SXSW lessons learned Tech Trends:

The four characteristics:

  • Tech Trends are driven by basic human needs.
  • Tech trends are timely, but they persist over long periods of time.
  • Tech trends evolve as they emerge. Trends are not static.
  • Tech Trends have dependencies and multiple points of convergence. They materialize as a series of un-connectable dots, which begin as weak signals on the fringe and move to the mainstream.

The Senior Leaderships Vicious Cycle of Doom:
That's how so many smart people and senior leadership teams miss big events in technology:

  • „Never heard of it – it's dangerous – I get what it is, but it's irrelevant to my business – it's probably useful for my business – It's part of our daily routine, we use it all the time – Damn!

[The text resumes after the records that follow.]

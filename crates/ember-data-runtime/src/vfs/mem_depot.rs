use std::collections::HashMap;
use std::io;
use std::sync::Arc;

use async_trait::async_trait;
use parking_lot::Mutex;

use super::{AsyncFile, Depot, DepotEvent, FileInfo};

struct MemoryEntry {
    data: Arc<Vec<u8>>,
    timestamp: u64,
}

/// In-memory depot backend with settable timestamps and injectable change
/// events. Test scaffolding for the loader, tracker and cook queue.
pub struct MemoryDepot {
    files: Mutex<HashMap<String, MemoryEntry>>,
    subscribers: Mutex<Vec<crossbeam_channel::Sender<DepotEvent>>>,
}

impl MemoryDepot {
    /// Creates an empty depot.
    pub fn new() -> Self {
        Self {
            files: Mutex::new(HashMap::new()),
            subscribers: Mutex::new(Vec::new()),
        }
    }

    /// Stores a file at `path` with an explicit timestamp, emitting the
    /// matching added/changed event.
    pub fn write_file(&self, path: &str, data: impl Into<Vec<u8>>, timestamp: u64) {
        let replaced = self
            .files
            .lock()
            .insert(
                path.to_owned(),
                MemoryEntry {
                    data: Arc::new(data.into()),
                    timestamp,
                },
            )
            .is_some();

        self.broadcast(if replaced {
            DepotEvent::FileChanged(path.to_owned())
        } else {
            DepotEvent::FileAdded(path.to_owned())
        });
    }

    /// Rewrites only the timestamp of an existing file, emitting a changed
    /// event.
    pub fn touch(&self, path: &str, timestamp: u64) {
        if let Some(entry) = self.files.lock().get_mut(path) {
            entry.timestamp = timestamp;
        }
        self.broadcast(DepotEvent::FileChanged(path.to_owned()));
    }

    /// Removes a file, emitting a removed event.
    pub fn remove_file(&self, path: &str) {
        if self.files.lock().remove(path).is_some() {
            self.broadcast(DepotEvent::FileRemoved(path.to_owned()));
        }
    }

    fn broadcast(&self, event: DepotEvent) {
        self.subscribers
            .lock()
            .retain(|tx| tx.send(event.clone()).is_ok());
    }
}

impl Default for MemoryDepot {
    fn default() -> Self {
        Self::new()
    }
}

#[async_trait]
impl Depot for MemoryDepot {
    fn file_info(&self, path: &str) -> Option<FileInfo> {
        self.files.lock().get(path).map(|entry| FileInfo {
            size: entry.data.len() as u64,
            timestamp: entry.timestamp,
        })
    }

    async fn open(&self, path: &str) -> Option<Box<dyn AsyncFile>> {
        let data = self.files.lock().get(path)?.data.clone();
        Some(Box::new(MemoryFile::new(data)))
    }

    fn read_file(&self, path: &str) -> Option<Vec<u8>> {
        self.files.lock().get(path).map(|entry| entry.data.to_vec())
    }

    fn enum_files_at(&self, directory: &str) -> Vec<String> {
        let files = self.files.lock();
        let mut names: Vec<String> = files
            .keys()
            .filter_map(|path| {
                let rest = path.strip_prefix(directory)?;
                (!rest.is_empty() && !rest.contains('/')).then(|| rest.to_owned())
            })
            .collect();
        names.sort();
        names
    }

    fn enum_directories_at(&self, directory: &str) -> Vec<String> {
        let files = self.files.lock();
        let mut names: Vec<String> = files
            .keys()
            .filter_map(|path| {
                let rest = path.strip_prefix(directory)?;
                rest.split_once('/').map(|(first, _)| first.to_owned())
            })
            .collect();
        names.sort();
        names.dedup();
        names
    }

    fn subscribe(&self) -> crossbeam_channel::Receiver<DepotEvent> {
        let (tx, rx) = crossbeam_channel::unbounded();
        self.subscribers.lock().push(tx);
        rx
    }
}

/// Random-access view over an in-memory byte buffer.
pub struct MemoryFile {
    data: Arc<Vec<u8>>,
}

impl MemoryFile {
    /// Wraps a shared buffer.
    pub fn new(data: Arc<Vec<u8>>) -> Self {
        Self { data }
    }

    /// Wraps an owned buffer.
    pub fn from_bytes(data: Vec<u8>) -> Self {
        Self {
            data: Arc::new(data),
        }
    }
}

#[async_trait]
impl AsyncFile for MemoryFile {
    async fn read_at(&self, offset: u64, buf: &mut [u8]) -> io::Result<usize> {
        let start = (offset as usize).min(self.data.len());
        let end = (start + buf.len()).min(self.data.len());
        buf[..end - start].copy_from_slice(&self.data[start..end]);
        Ok(end - start)
    }

    fn len(&self) -> u64 {
        self.data.len() as u64
    }
}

How did I miss it?!? – Never heard of it ..."
  • „Short version: Never heard of it – Ok, I get it – Let's just do what we've always done, but newer."

 

And finally: The SXSW was full of visions, but these four struck me the most:

  • Mars makes mobile: Elon Musk has promised to offer short trips to Mars starting next year.
  • Technology does it better: By late 2019, self-driving cars will be driving better and more safely than cars controlled by humans.
  • Human Data is The Next Oil: Everything people provide in terms of data will become the world's most valuable resource in the age of AI.
  • The digital "I" will survive: Even now, a lot of work is being done with the goal of making people immortal by digitalizing their personalities.

You would like more insights? In our SXSW-Blog, we have recorded our impressions, with lots of images and videos.

See you next year, Austin!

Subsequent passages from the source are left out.